Heaps based on system heap with device or SoC-specific performance optimizations

To support this use case, the heap implementation of the default DMA-BUF heap system can be overridden.

  • CONFIG_DMABUF_HEAPS_SYSTEM is turned off in gki_defconfig to allow it to be a vendor module.
  • VTS compliance tests ensure that the heap exists at /dev/dma_heap/system. The tests also verify that the heap can be allocated from, and that the returned file descriptor (fd) can be memory-mapped (mmapped) from user space.

The preceding points are also true for the uncached variant of the system heap, although its existence isn't mandatory for fully IO-coherent devices.

Heaps to allocate from protected memory

Secure heap implementations must be vendor-specific since the Android Common Kernel doesn't support a generic secure heap implementation.

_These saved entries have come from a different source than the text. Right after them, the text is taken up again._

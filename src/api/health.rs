use crate::api::MgmtState;
use axum::{Json, extract::State, http::StatusCode, response::IntoResponse};
use serde::Serialize;

#[derive(Debug, Serialize)]
pub struct HealthResponse {
    pub status: String,
    pub database: String,
}

/// Liveness probe: returns 200 OK as long as the server is running.
pub async fn livez() -> impl IntoResponse {
    StatusCode::OK
}

/// Readiness probe: checks connectivity to the database.
pub async fn readyz(State(state): State<MgmtState>) -> impl IntoResponse {
    let (status_code, db_status) = match state.health_service.check_db().await {
        Ok(()) => (StatusCode::OK, "ok"),
        Err(e) => {
            tracing::warn!(error = %e, component = "database", "Readiness probe failed");
            (StatusCode::SERVICE_UNAVAILABLE, "error")
        }
    };

    let response = HealthResponse {
        status: if status_code == StatusCode::OK { "ok" } else { "error" }.to_string(),
        database: db_status.to_string(),
    };

    (status_code, Json(response))
}
use clap::{Args, Parser, ValueEnum};

#[derive(Clone, Debug, Parser)]
#[command(version, about, long_about = None)]
pub struct Config {
    /// Database connection URL. When unset the server keeps all data in memory.
    #[arg(long, env = "SOCIAL_DATABASE_URL")]
    pub database_url: Option<String>,

    #[command(flatten)]
    pub server: ServerConfig,

    #[command(flatten)]
    pub database: DatabaseConfig,

    #[command(flatten)]
    pub telemetry: TelemetryConfig,
}

#[derive(Clone, Debug, Args)]
pub struct ServerConfig {
    /// Host to listen on
    #[arg(long, env = "SOCIAL_HOST", default_value = "0.0.0.0")]
    pub host: String,

    /// Port for the public API
    #[arg(long, env = "SOCIAL_PORT", default_value_t = 8080)]
    pub port: u16,

    /// Port for liveness and readiness probes
    #[arg(long, env = "SOCIAL_MGMT_PORT", default_value_t = 9090)]
    pub mgmt_port: u16,

    /// How long to wait for in-flight requests on shutdown
    #[arg(long, env = "SOCIAL_SHUTDOWN_TIMEOUT_SECS", default_value_t = 10)]
    pub shutdown_timeout_secs: u64,
}

#[derive(Clone, Debug, Args)]
pub struct DatabaseConfig {
    /// Maximum number of pooled connections
    #[arg(long, env = "SOCIAL_DB_MAX_CONNECTIONS", default_value_t = 10)]
    pub max_connections: u32,

    /// Connection attempts at startup before giving up
    #[arg(long, env = "SOCIAL_DB_CONNECT_MAX_RETRIES", default_value_t = 5)]
    pub connect_max_retries: usize,

    /// Timeout for the readiness probe query
    #[arg(long, env = "SOCIAL_DB_HEALTH_TIMEOUT_MS", default_value_t = 2000)]
    pub health_timeout_ms: u64,
}

#[derive(Clone, Copy, Debug, Default, PartialEq, Eq, ValueEnum)]
pub enum LogFormat {
    #[default]
    Text,
    Json,
}

#[derive(Clone, Debug, Args)]
pub struct TelemetryConfig {
    /// Log output format
    #[arg(long, env = "SOCIAL_LOG_FORMAT", value_enum, default_value_t = LogFormat::Text)]
    pub log_format: LogFormat,

    /// OTLP collector endpoint for traces and metrics (e.g. http://localhost:4317)
    #[arg(long, env = "SOCIAL_OTLP_ENDPOINT")]
    pub otlp_endpoint: Option<String>,
}

impl Config {
    #[must_use]
    pub fn load() -> Self {
        Self::parse()
    }
}

impl Default for Config {
    fn default() -> Self {
        Self {
            database_url: None,
            server: ServerConfig {
                host: "127.0.0.1".to_string(),
                port: 8080,
                mgmt_port: 9090,
                shutdown_timeout_secs: 10,
            },
            database: DatabaseConfig { max_connections: 10, connect_max_retries: 5, health_timeout_ms: 2000 },
            telemetry: TelemetryConfig { log_format: LogFormat::Text, otlp_endpoint: None },
        }
    }
}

  • Register your vendor-specific implementations as /dev/dma_heap/system-secure<vendor-suffix>.
  • These heap implementations are optional.
  • If the heaps exist, VTS tests ensure that allocations can be made from them.
  • Framework components are provided with access to these heaps so that they can enable heaps usage through the Codec2 HAL/non-binderized, same-process HALs. However, generic Android framework features can’t be dependent on them due to the variability in their implementation details. If a generic secure heap implementation gets added to the Android Common Kernel in the future, it must use a different ABI to avoid conflicts with upgrading devices.

Codec 2 allocator for DMA-BUF heaps

A codec2 allocator for the DMA-BUF heaps interface is available in AOSP.

The component store interface that allows heap parameters to be specified from the C2 HAL is available with the C2 DMA-BUF heap allocator.

Sample transition flow for an ION heap

To smooth the transition from ION to DMA-BUF heaps, libdmabufheap allows switching one heap at time. The following steps demonstrate a suggested workflow for transitioning a nonlegacy ION heap named my_heap that supports one flag, ION_FLAG_MY_FLAG.

Step1: Create equivalents of the ION heap in the DMA-BUF framework. In this example, because the ION heap my_heap supports a flag ION_FLAG_MY_FLAG, we register two DMA-BUF heaps:

  • my_heap behavior exactly matches the behavior of the ION heap with the flag ION_FLAG_MY_FLAG disabled.
  • my_heap_special behavior exactly matches the behavior of the ION heap with the flag ION_FLAG_MY_FLAG enabled.

Step 2: Create the ueventd changes for the new my_heap and my_heap_special DMA-BUF heaps. At this point, the heaps are visible as /dev/dma_heap/my_heap and /dev/dma_heap/my_heap_special, with the intended permissions.

Step 3: For clients that allocate from my_heap, modify their makefiles to link to libdmabufheap. During client initialization, instantiate a BufferAllocator object and use the MapNameToIonHeap() API to map the <ION heap name/mask, flag> combination to equivalent DMA-BUF heap names.

For example:

allocator->MapNameToIonHeap("my_heap_special" /* name of DMA-BUF heap */, "my_heap" /* name of the ION heap */, ION_FLAG_MY_FLAG /* ion flags */ )

Instead of using the MapNameToIonHeap() API with the name and flag parameters, you can create the mapping from <ION heap mask, flag> to equivalent DMA-BUF heap names by setting the ION heap name parameter to empty.

Step 4: Replace ion_alloc_fd() invocations with BufferAllocator::Alloc() using the appropriate heap name.

Allocation type libion libdmabufheap
Allocation from my_heap with flag ION_FLAG_MY_FLAG unset ion_alloc_fd(ionfd, size, 0, ION_HEAP_MY_HEAP, 0, &fd) allocator->Alloc("my_heap", size
Allocation from my_heap with flag ION_FLAG_MY_FLAG set ion_alloc_fd(ionfd, size, 0, ION_HEAP_MY_HEAP, ION_FLAG_MY_FLAG, &fd) allocator->Alloc("my_heap_special", size)

At this point, the client is functional but still allocating from the ION heap because it doesn't have the required sepolicy permissions to open the DMA-BUF heap.

Step 5: Create the sepolicy permissions required for the client to access the new DMA-BUF heaps. The client is now fully equipped to allocate from the new DMA-BUF heap.

Step 6: Verify that the allocations are happening from the new DMA-BUF heap by examining logcat.

Step 7: Disable the ION heap my_heap in the kernel. If the client code doesn't need to support upgrading devices (whose kernels might only support ION heaps), you can also remove the MapNameToIonHeap() invocations.